CS 111 Fall 2013 Lecture 18

Disk Failure:

NFS servers are often comprised of many disks:

Pros:

Lots of space
Able to abuse parallelism

Cons:

Complexity issues
Reliability of disks

Let's suppose we have a single disk. This is what the "bathtub" curve for reliability looks like:

The failure rate for a file server with multiple drives (let's say 5) would look similar, except that the slope would be 5 times steeper:

RAID Storage Technology:

A standard technique developed to combat these disk failures is with redundancy. A technology used to implement this was developed by Professor David Patterson of UC Berkeley called RAID. RAID stands for Redundant Array of Inexpensive/Independent Disks, and is a storage scheme for dividing and replicating data among multiple drives. The reasoning for the "inexpensive" disks is due to the fact that if you can buy a large drive for X dollars, you can buy multiple smaller drives for a fraction of the cost and still have the same amount of data. For example, a 10 TB drive costs $2000 while a 1 TB drive only costs $100. Instead of getting the 10 TB drive, you can save money by buying ten 1 TB drives and pretending it's 10 TB drive.
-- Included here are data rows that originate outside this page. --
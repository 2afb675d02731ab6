//! Relationship Registry - The immutable schema model consulted by the loader

use std::collections::HashMap;

use super::metadata::{EntityDescriptor, JoinSpec, RelationshipDescriptor, RelationshipLink};
use crate::error::SchemaError;

/// Entity and relationship metadata, built once and shared read-only
#[derive(Debug, Clone, PartialEq)]
pub struct SchemaModel {
    entities: HashMap<String, EntityDescriptor>,
    /// Declaration order of entity names
    order: Vec<String>,
}

impl SchemaModel {
    pub fn builder() -> SchemaBuilder {
        SchemaBuilder::default()
    }

    pub fn entity(&self, name: &str) -> Option<&EntityDescriptor> {
        self.entities.get(name)
    }

    pub fn entity_names(&self) -> impl Iterator<Item = &str> {
        self.order.iter().map(String::as_str)
    }

    /// Relationships of an entity, in declaration order
    pub fn relationships_of(&self, entity: &str) -> Result<&[RelationshipDescriptor], SchemaError> {
        self.entities
            .get(entity)
            .map(|e| e.relationships.as_slice())
            .ok_or_else(|| SchemaError::UnknownEntity(entity.to_string()))
    }

    pub fn relationship(&self, entity: &str, name: &str) -> Option<&RelationshipDescriptor> {
        self.entities.get(entity)?.relationship(name)
    }

    pub fn key_attribute(&self, entity: &str) -> Option<&str> {
        self.entities.get(entity).map(|e| e.key_attribute.as_str())
    }

    /// Join tables referenced by any relationship
    pub fn join_tables(&self) -> Vec<&JoinSpec> {
        let mut joins: Vec<&JoinSpec> = Vec::new();
        for name in &self.order {
            for rel in &self.entities[name].relationships {
                if let RelationshipLink::Join(join) = &rel.link {
                    if !joins.iter().any(|j| j.table == join.table) {
                        joins.push(join);
                    }
                }
            }
        }
        joins
    }
}

/// Collects entity declarations and validates them into a [`SchemaModel`]
#[derive(Debug, Default)]
pub struct SchemaBuilder {
    entities: Vec<EntityDescriptor>,
    errors: Vec<SchemaError>,
}

impl SchemaBuilder {
    /// Declare an entity with its key and plain attributes
    pub fn entity(mut self, name: &str, key_attribute: &str, attributes: &[&str]) -> Self {
        if self.entities.iter().any(|e| e.name == name) {
            self.errors.push(SchemaError::DuplicateEntity(name.to_string()));
            return self;
        }
        self.entities.push(EntityDescriptor {
            name: name.to_string(),
            key_attribute: key_attribute.to_string(),
            attributes: attributes.iter().map(|a| a.to_string()).collect(),
            relationships: Vec::new(),
        });
        self
    }

    pub fn has_many(self, source: &str, name: &str, target: &str, foreign_key: &str) -> Self {
        self.relationship(RelationshipDescriptor::has_many(source, name, target, foreign_key))
    }

    pub fn belongs_to(self, source: &str, name: &str, target: &str, foreign_key: &str) -> Self {
        self.relationship(RelationshipDescriptor::belongs_to(source, name, target, foreign_key))
    }

    pub fn many_to_many(self, source: &str, name: &str, target: &str, join: JoinSpec) -> Self {
        self.relationship(RelationshipDescriptor::many_to_many(source, name, target, join))
    }

    pub fn relationship(mut self, descriptor: RelationshipDescriptor) -> Self {
        let Some(owner) = self.entities.iter_mut().find(|e| e.name == descriptor.source) else {
            self.errors
                .push(SchemaError::UnknownEntity(descriptor.source.clone()));
            return self;
        };
        if owner.relationship(&descriptor.name).is_some() {
            self.errors.push(SchemaError::DuplicateRelationship {
                entity: descriptor.source.clone(),
                relationship: descriptor.name.clone(),
            });
            return self;
        }
        owner.relationships.push(descriptor);
        self
    }

    /// Validate every declaration. Reports the first inconsistency found.
    pub fn build(self) -> Result<SchemaModel, SchemaError> {
        if let Some(err) = self.errors.into_iter().next() {
            return Err(err);
        }

        let entities: HashMap<String, EntityDescriptor> = self
            .entities
            .iter()
            .map(|e| (e.name.clone(), e.clone()))
            .collect();

        for entity in &self.entities {
            for rel in &entity.relationships {
                validate_relationship(&entities, rel)?;
            }
        }

        let order = self.entities.into_iter().map(|e| e.name).collect();
        Ok(SchemaModel { entities, order })
    }
}

fn validate_relationship(
    entities: &HashMap<String, EntityDescriptor>,
    rel: &RelationshipDescriptor,
) -> Result<(), SchemaError> {
    if !entities.contains_key(&rel.target) {
        return Err(SchemaError::UnknownTarget {
            entity: rel.source.clone(),
            relationship: rel.name.clone(),
            target: rel.target.clone(),
        });
    }

    match &rel.link {
        RelationshipLink::ForeignKey { attribute } => {
            let dependent = &entities[rel.dependent()];
            if !dependent.has_attribute(attribute) {
                return Err(SchemaError::DanglingForeignKey {
                    entity: rel.source.clone(),
                    relationship: rel.name.clone(),
                    dependent: dependent.name.clone(),
                    attribute: attribute.clone(),
                });
            }
        }
        RelationshipLink::Join(join) => {
            let invalid = |reason: &str| SchemaError::InvalidJoin {
                entity: rel.source.clone(),
                relationship: rel.name.clone(),
                reason: reason.to_string(),
            };
            if join.table.is_empty() || join.owner_column.is_empty() || join.related_column.is_empty() {
                return Err(invalid("join table and columns must be named"));
            }
            if join.owner_column == join.related_column {
                return Err(invalid("owner and related columns must differ"));
            }
            if entities.contains_key(&join.table) {
                return Err(invalid("join table name collides with an entity"));
            }
        }
    }

    Ok(())
}

/// The Blog / Post / Comment / Tag schema
pub fn blog_schema() -> Result<SchemaModel, SchemaError> {
    let blog_tags = JoinSpec::new("BlogTags", "BlogId", "TagId");

    SchemaModel::builder()
        .entity("Blog", "Id", &["Title", "Description", "CreatedDate"])
        .entity("Post", "Id", &["Title", "Content", "PublishedDate", "BlogId"])
        .entity("Comment", "Id", &["Author", "Content", "CreatedDate", "PostId"])
        .entity("Tag", "Id", &["Name"])
        .has_many("Blog", "Posts", "Post", "BlogId")
        .many_to_many("Blog", "Tags", "Tag", blog_tags.clone())
        .has_many("Post", "Comments", "Comment", "PostId")
        .belongs_to("Post", "Blog", "Blog", "BlogId")
        .belongs_to("Comment", "Post", "Post", "PostId")
        .many_to_many("Tag", "Blogs", "Blog", blog_tags.inverse())
        .build()
}
use chrono::{DateTime, Utc};
use serde::{Deserialize, Serialize};

use super::Entity;
use crate::record::Key;

#[derive(Debug, Clone, PartialEq, Serialize, Deserialize)]
#[serde(rename_all = "PascalCase")]
pub struct Comment {
    pub id: Key,
    pub author: String,
    pub content: String,
    pub created_date: DateTime<Utc>,
    pub post_id: Key,
}

impl Entity for Comment {
    fn entity_name() -> &'static str {
        "Comment"
    }

    fn key(&self) -> Key {
        self.id
    }
}
//! Typed entities
//!
//! Records travel through the loader as JSON field maps; these types give the
//! Blog / Post / Comment / Tag data a typed shape on either side of it.

use std::fmt::Debug;

use serde::de::DeserializeOwned;
use serde::Serialize;
use serde_json::Value as JsonValue;

use crate::error::{SourceError, SourceResult};
use crate::record::{Key, Record};
use crate::relationships::Node;

pub mod blog;
pub mod comment;
pub mod post;
pub mod tag;

pub use blog::Blog;
pub use comment::Comment;
pub use post::Post;
pub use tag::Tag;

/// A typed entity convertible to and from a [`Record`]
pub trait Entity: Serialize + DeserializeOwned + Send + Sync + Debug {
    /// Entity name in the schema
    fn entity_name() -> &'static str;

    /// Key attribute name
    fn key_attribute() -> &'static str {
        "Id"
    }

    fn key(&self) -> Key;

    fn to_record(&self) -> SourceResult<Record> {
        match serde_json::to_value(self)? {
            JsonValue::Object(fields) => Ok(Record {
                entity: Self::entity_name().to_string(),
                key: self.key(),
                fields,
            }),
            other => Err(SourceError::Serialization(format!(
                "{} did not serialize to an object: {}",
                Self::entity_name(),
                other
            ))),
        }
    }

    fn from_record(record: &Record) -> SourceResult<Self>
    where
        Self: Sized,
    {
        if record.entity != Self::entity_name() {
            return Err(SourceError::Serialization(format!(
                "expected a {} record, got {}",
                Self::entity_name(),
                record.entity
            )));
        }
        let mut fields = record.fields.clone();
        fields
            .entry(Self::key_attribute())
            .or_insert_with(|| JsonValue::from(record.key));
        Ok(serde_json::from_value(JsonValue::Object(fields))?)
    }

    fn from_node(node: &Node) -> SourceResult<Self>
    where
        Self: Sized,
    {
        Self::from_record(&node.record)
    }
}

/// Decode every node of a loaded collection
pub fn decode_all<E: Entity>(nodes: &[Node]) -> SourceResult<Vec<E>> {
    nodes.iter().map(E::from_node).collect()
}

#[cfg(test)]
mod tests {
    use super::*;
    use chrono::{TimeZone, Utc};

    #[test]
    fn test_record_round_trip_uses_pascal_case() {
        let post = Post {
            id: 4,
            title: "Rust Ownership".to_string(),
            content: "Borrowing explained".to_string(),
            published_date: Utc.with_ymd_and_hms(2025, 3, 1, 12, 0, 0).unwrap(),
            blog_id: 1,
        };

        let record = post.to_record().unwrap();
        assert_eq!(record.entity, "Post");
        assert_eq!(record.key, 4);
        assert_eq!(record.key_of("BlogId"), Some(1));
        assert_eq!(record.str_of("PublishedDate"), Some("2025-03-01T12:00:00Z"));

        assert_eq!(Post::from_record(&record).unwrap(), post);
    }

    #[test]
    fn test_key_filled_from_record_and_entity_checked() {
        let record = Record::new("Tag", 9).with("Name", "Food");
        let tag = Tag::from_record(&record).unwrap();
        assert_eq!(tag.id, 9);

        let err = Blog::from_record(&record).unwrap_err();
        assert!(matches!(err, SourceError::Serialization(_)));
    }
}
Redundancy in this case helps in preventing drive crashes since you can lose a small drive with minimal issues, as opposed to losing the entire 10 TB drive.
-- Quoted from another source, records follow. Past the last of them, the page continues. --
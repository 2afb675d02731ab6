//! One command per loading scenario

use anyhow::Context;
use chrono::{Duration, Utc};
use navload_orm::{Filterable, LoadStrategy, RelationshipPath, RootQuery};

use crate::render::{self, Output, ScenarioReport};
use crate::App;

/// Lazy loading: the blogs, then one round trip per blog whose posts are read
pub async fn n_plus_one(app: &App) -> anyhow::Result<()> {
    let outcome = app
        .loader
        .load(RootQuery::all("Blog"), LoadStrategy::Lazy, &[])
        .await?;
    let (mut blogs, session) = outcome.into_parts();

    for blog in blogs.iter_mut() {
        let key = blog.key();
        let posts = session.related(blog, "Posts").await?;
        tracing::debug!(blog = key, posts = posts.len(), "Touched Posts");
    }

    let report = ScenarioReport::new("N+1 access", LoadStrategy::Lazy, &blogs, session.log());
    render::report(app.output, &report, &blogs)?;
    if app.output == Output::Text {
        render::note(&format!("1 query for {} blogs plus 1 per blog.", blogs.len()));
    }
    Ok(())
}

pub async fn eager(app: &App) -> anyhow::Result<()> {
    include(app, "Eager Posts", LoadStrategy::Eager, &["Posts"]).await
}

pub async fn nested(app: &App) -> anyhow::Result<()> {
    include(app, "Eager Posts.Comments", LoadStrategy::Eager, &["Posts.Comments"]).await
}

pub async fn split(app: &App) -> anyhow::Result<()> {
    include(app, "Posts and Tags", LoadStrategy::Eager, &["Posts", "Tags"]).await
}

pub async fn batch(app: &App) -> anyhow::Result<()> {
    include(app, "Batch Posts.Comments", LoadStrategy::Batch, &["Posts.Comments"]).await
}

/// Eager loading restricted to posts newer than `days`
pub async fn filtered(app: &App, days: i64) -> anyhow::Result<()> {
    let cutoff = (Utc::now() - Duration::days(days)).to_rfc3339();
    let path = RelationshipPath::new("Posts").where_gt("PublishedDate", cutoff);

    let outcome = app
        .loader
        .load(RootQuery::all("Blog"), LoadStrategy::Eager, &[path])
        .await?;
    let report = ScenarioReport::new(
        &format!("Posts of the last {} days", days),
        outcome.strategy,
        &outcome.roots,
        outcome.log(),
    );
    render::report(app.output, &report, &outcome.roots)
}

/// Explicit loading twice: per blog, then for the whole set at once
pub async fn explicit(app: &App) -> anyhow::Result<()> {
    let posts = RelationshipPath::new("Posts");

    let outcome = app
        .loader
        .load(RootQuery::all("Blog"), LoadStrategy::Explicit, &[])
        .await?;
    let (mut blogs, session) = outcome.into_parts();
    for blog in blogs.iter_mut() {
        session.load_entry(blog, &posts).await?;
    }
    let per_entity = ScenarioReport::new("Explicit per blog", LoadStrategy::Explicit, &blogs, session.log());
    render::report(app.output, &per_entity, &blogs)?;

    let mut outcome = app
        .loader
        .load(RootQuery::all("Blog"), LoadStrategy::Explicit, &[])
        .await?;
    outcome.session.load_collection(&mut outcome.roots, &posts).await?;
    let as_set = ScenarioReport::new(
        "Explicit for the set",
        LoadStrategy::Explicit,
        &outcome.roots,
        outcome.log(),
    );
    render::report(app.output, &as_set, &outcome.roots)
}

/// Free-form load from the command line
pub async fn load(
    app: &App,
    entity: &str,
    strategy: &str,
    includes: &[String],
    key: Option<i64>,
) -> anyhow::Result<()> {
    let strategy: LoadStrategy = strategy.parse()?;
    let root = match key {
        Some(key) => RootQuery::by_key(entity, key),
        None => RootQuery::all(entity),
    };
    let paths = includes
        .iter()
        .map(|p| p.parse::<RelationshipPath>().with_context(|| format!("bad include '{}'", p)))
        .collect::<anyhow::Result<Vec<_>>>()?;

    let outcome = app.loader.load(root, strategy, &paths).await?;
    let report = ScenarioReport::new(entity, strategy, &outcome.roots, outcome.log());
    render::report(app.output, &report, &outcome.roots)
}

async fn include(app: &App, scenario: &str, strategy: LoadStrategy, paths: &[&str]) -> anyhow::Result<()> {
    let outcome = app.loader.load_str(RootQuery::all("Blog"), strategy, paths).await?;
    let report = ScenarioReport::new(scenario, strategy, &outcome.roots, outcome.log());
    render::report(app.output, &report, &outcome.roots)
}
use std::time::Instant;

use navload_orm::{LoadStrategy, RelationshipPath, RootQuery};
use serde::Serialize;

use crate::render::{self, Output};
use crate::App;

#[derive(Debug, Serialize)]
struct Measurement {
    strategy: LoadStrategy,
    blogs: usize,
    posts: usize,
    round_trips: usize,
    elapsed_ms: f64,
}

/// Load every blog's posts under each strategy and report the cost
pub async fn run(app: &App) -> anyhow::Result<()> {
    let mut rows = Vec::new();
    for strategy in [
        LoadStrategy::Lazy,
        LoadStrategy::Eager,
        LoadStrategy::Explicit,
        LoadStrategy::Batch,
    ] {
        rows.push(measure(app, strategy).await?);
    }

    match app.output {
        Output::Json => println!("{}", serde_json::to_string_pretty(&rows)?),
        Output::Text => {
            render::heading("Loading Posts for every blog");
            println!("  {:<10} {:>6} {:>6} {:>12} {:>10}", "strategy", "blogs", "posts", "round trips", "ms");
            for row in &rows {
                println!(
                    "  {:<10} {:>6} {:>6} {:>12} {:>10.2}",
                    row.strategy.to_string(),
                    row.blogs,
                    row.posts,
                    row.round_trips,
                    row.elapsed_ms
                );
            }
            render::note("Lazy and per-blog explicit loading grow with the blog count; eager and batch stay at 2.");
        }
    }
    Ok(())
}

async fn measure(app: &App, strategy: LoadStrategy) -> anyhow::Result<Measurement> {
    let posts_path = RelationshipPath::new("Posts");
    let upfront = match strategy {
        LoadStrategy::Eager | LoadStrategy::Batch => vec![posts_path.clone()],
        LoadStrategy::Lazy | LoadStrategy::Explicit => Vec::new(),
    };

    let started = Instant::now();
    let outcome = app.loader.load(RootQuery::all("Blog"), strategy, &upfront).await?;
    let (mut blogs, session) = outcome.into_parts();

    match strategy {
        LoadStrategy::Lazy => {
            for blog in blogs.iter_mut() {
                session.related(blog, "Posts").await?;
            }
        }
        LoadStrategy::Explicit => {
            for blog in blogs.iter_mut() {
                session.load_entry(blog, &posts_path).await?;
            }
        }
        LoadStrategy::Eager | LoadStrategy::Batch => {}
    }

    let posts = blogs.iter().filter_map(|b| b.loaded("Posts")).map(<[_]>::len).sum();
    Ok(Measurement {
        strategy,
        blogs: blogs.len(),
        posts,
        round_trips: session.round_trips(),
        elapsed_ms: started.elapsed().as_secs_f64() * 1000.0,
    })
}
Here are the different types of RAID technologies:

There are many standard schemes that have evolved from RAID, each of which are called levels. Here, we'll go over RAID 0, RAID 1, RAID 4, and RAID 5 to see the differences between the different levels. Keep in mind that these levels can be mixed and matched, and that a NFS can incorporate more than one type of RAID.

RAID 0: Concatenation and Striping

Concatenation is the simple of idea of taking multiple drives and pretending that they are concatenated with one another. Below is a diagram showing how data is stored on concatenated drives. Notice that since all the drives are concatenated and considered a single "large" drive, continuous blocks of data in virtual memory are also stored on the same drive.
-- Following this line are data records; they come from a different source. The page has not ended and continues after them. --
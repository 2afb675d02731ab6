//! Manual batch loading helpers
//!
//! The batch pattern loads a level with one filtered scan (`key IN (...)`)
//! and stitches it onto its parents in memory. These helpers are public so a
//! caller can run the pattern by hand against any [`DataSource`].
//!
//! [`DataSource`]: crate::backends::DataSource

use std::collections::BTreeMap;

use crate::record::{Key, Record};
use crate::relationships::Node;

#[cfg(test)]
mod tests;

/// Group items by a key, keeping their order within each group.
/// Items without a key are dropped.
pub fn group_by_key<T, F>(items: impl IntoIterator<Item = T>, key_of: F) -> BTreeMap<Key, Vec<T>>
where
    F: Fn(&T) -> Option<Key>,
{
    let mut groups: BTreeMap<Key, Vec<T>> = BTreeMap::new();
    for item in items {
        if let Some(key) = key_of(&item) {
            groups.entry(key).or_default().push(item);
        }
    }
    groups
}

/// Group records by an integer attribute, usually a foreign key
pub fn group_by_attribute(records: impl IntoIterator<Item = Record>, attribute: &str) -> BTreeMap<Key, Vec<Record>> {
    group_by_key(records, |record| record.key_of(attribute))
}

/// Mark `relationship` loaded on every parent with the group found under the
/// parent's lookup key. Parents without a group get an empty collection.
pub fn attach<F>(parents: &mut [Node], relationship: &str, groups: &BTreeMap<Key, Vec<Node>>, key_of: F)
where
    F: Fn(&Node) -> Option<Key>,
{
    for parent in parents.iter_mut() {
        let related = key_of(parent)
            .and_then(|key| groups.get(&key))
            .cloned()
            .unwrap_or_default();
        parent.set_loaded(relationship, related);
    }
}
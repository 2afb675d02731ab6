//! Materialized graph nodes and their lazily resolved relationships

use std::collections::BTreeMap;

use serde_json::{Map, Value as JsonValue};

use super::registry::SchemaModel;
use crate::record::{Key, Record};

/// A relationship slot on a node
///
/// Starts `Unresolved`; becomes `Loaded` exactly once, either eagerly during
/// a load or on first access through a load session. A belongs-to
/// relationship is loaded as a collection of zero or one node.
#[derive(Debug, Clone, PartialEq, Default)]
pub enum Related {
    #[default]
    Unresolved,
    Loaded(Vec<Node>),
}

impl Related {
    /// Check if the relationship has been loaded
    pub fn is_loaded(&self) -> bool {
        matches!(self, Related::Loaded(_))
    }

    /// Loaded nodes, or `None` while unresolved
    pub fn nodes(&self) -> Option<&[Node]> {
        match self {
            Related::Loaded(nodes) => Some(nodes),
            Related::Unresolved => None,
        }
    }

    pub fn nodes_mut(&mut self) -> Option<&mut Vec<Node>> {
        match self {
            Related::Loaded(nodes) => Some(nodes),
            Related::Unresolved => None,
        }
    }

    /// Set a loaded value
    pub fn set(&mut self, nodes: Vec<Node>) {
        *self = Related::Loaded(nodes);
    }

    /// Take the loaded nodes, leaving the slot unresolved
    pub fn take(&mut self) -> Option<Vec<Node>> {
        match std::mem::take(self) {
            Related::Loaded(nodes) => Some(nodes),
            Related::Unresolved => None,
        }
    }

    pub fn clear(&mut self) {
        *self = Related::Unresolved;
    }
}

/// A record plus one slot per relationship its entity declares
#[derive(Debug, Clone, PartialEq)]
pub struct Node {
    pub record: Record,
    relations: BTreeMap<String, Related>,
}

impl Node {
    /// A node with every declared relationship unresolved
    pub fn unresolved(record: Record, schema: &SchemaModel) -> Self {
        let relations = schema
            .relationships_of(&record.entity)
            .map(|rels| {
                rels.iter()
                    .map(|r| (r.name.clone(), Related::Unresolved))
                    .collect()
            })
            .unwrap_or_default();
        Self { record, relations }
    }

    pub fn key(&self) -> Key {
        self.record.key
    }

    pub fn entity(&self) -> &str {
        &self.record.entity
    }

    /// The slot for a relationship, `None` if the entity does not declare it
    pub fn relation(&self, name: &str) -> Option<&Related> {
        self.relations.get(name)
    }

    pub fn relation_mut(&mut self, name: &str) -> Option<&mut Related> {
        self.relations.get_mut(name)
    }

    pub fn relations(&self) -> impl Iterator<Item = (&str, &Related)> {
        self.relations.iter().map(|(name, related)| (name.as_str(), related))
    }

    pub fn is_loaded(&self, name: &str) -> bool {
        self.relations.get(name).is_some_and(Related::is_loaded)
    }

    /// Loaded related nodes, or `None` if unknown or unresolved
    pub fn loaded(&self, name: &str) -> Option<&[Node]> {
        self.relations.get(name).and_then(Related::nodes)
    }

    /// The single loaded target of a belongs-to relationship
    pub fn single(&self, name: &str) -> Option<&Node> {
        self.loaded(name).and_then(|nodes| nodes.first())
    }

    /// Follow a dotted chain of loaded relationships and collect the nodes at its end
    pub fn descend(&self, path: &str) -> Vec<&Node> {
        let mut level = vec![self];
        for name in path.split('.') {
            level = level
                .into_iter()
                .filter_map(|node| node.loaded(name))
                .flatten()
                .collect();
        }
        level
    }

    /// Mark a relationship loaded. Unknown names are ignored.
    pub fn set_loaded(&mut self, name: &str, nodes: Vec<Node>) {
        if let Some(slot) = self.relations.get_mut(name) {
            slot.set(nodes);
        }
    }

    /// Record fields plus every loaded relationship, nested
    pub fn to_json(&self) -> JsonValue {
        let mut object: Map<String, JsonValue> = self.record.fields.clone();
        for (name, related) in &self.relations {
            if let Related::Loaded(nodes) = related {
                object.insert(
                    name.clone(),
                    JsonValue::Array(nodes.iter().map(Node::to_json).collect()),
                );
            }
        }
        JsonValue::Object(object)
    }
}
//! Root query - which entities an invocation starts from

use super::types::Predicate;
use crate::record::Key;

/// How the root set is fetched
#[derive(Debug, Clone, PartialEq)]
pub enum RootSelection {
    /// Scan, optionally filtered
    Scan(Option<Predicate>),
    /// Single-record lookup by key
    Key(Key),
}

/// The root of a load: an entity type and a selection
#[derive(Debug, Clone, PartialEq)]
pub struct RootQuery {
    pub entity: String,
    pub selection: RootSelection,
}

impl RootQuery {
    /// All records of an entity
    pub fn all(entity: impl Into<String>) -> Self {
        Self {
            entity: entity.into(),
            selection: RootSelection::Scan(None),
        }
    }

    /// Records of an entity matching a predicate
    pub fn filtered(entity: impl Into<String>, predicate: Predicate) -> Self {
        Self {
            entity: entity.into(),
            selection: RootSelection::Scan(Some(predicate)),
        }
    }

    /// At most one record, looked up by key
    pub fn by_key(entity: impl Into<String>, key: Key) -> Self {
        Self {
            entity: entity.into(),
            selection: RootSelection::Key(key),
        }
    }

    /// Add a condition to a scan. A key lookup becomes a filtered scan.
    pub fn filter(mut self, predicate: Predicate) -> Self {
        self.selection = match self.selection {
            RootSelection::Scan(existing) => RootSelection::Scan(Some(Predicate::combine(existing, predicate))),
            RootSelection::Key(key) => RootSelection::Scan(Some(Predicate::Key(key).and(predicate))),
        };
        self
    }
}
Another way to do RAID 0 is Striping. If you have to do a lot of consecutive I/O and your virtual disk are just physical disks concatenated, then you have a performance bottleneck because all your data is on the same physical drive. Striping puts data on different physical drives to split up the reading of consecutive blocks, as the image below demonstrates.

A downside to striping is reliability - if one disk crashes, there's a good chance that you can lose all your data (or at least lose blocks from all your files).

RAID 1: Mirroring

Mirroring is taking two drives, and copying the data from one drive to the other. This attempts to solve the reliability problem, because if one drive crashes you still have the other drive to read from.

There could also be twice the read throughput, since you could read from the two identical drives in parallel. In some cases, you can even improve the reading by more than a factor of two. The downside to this is that writing is a little slower since you need to set up two writes, and you also take up more space since you're making a copy of an entire drive.

Now that we've been introduced to both mirroring and striping, is it better to mirror two stripes or stripe two mirrors?

The best way to answer this is to imagine if you have a system of size Z and you run out of space so you want to add to it. At the top level, what implementation would make it easier to expand? Concatenation!

RAID 4: Concatenation with Parity Disk

The basic idea of RAID 4 is that you have disks that contain your data (let's assume that this data is concatenated), then you have an extra disk that services as a parity disk. This disk holds data from all the other drives XOR'd with one another. Thanks to the laws of boolean algebra, if one drive crashes, you can figure out what was on the disk by XOR'ing all the remaining disks and the parity disk.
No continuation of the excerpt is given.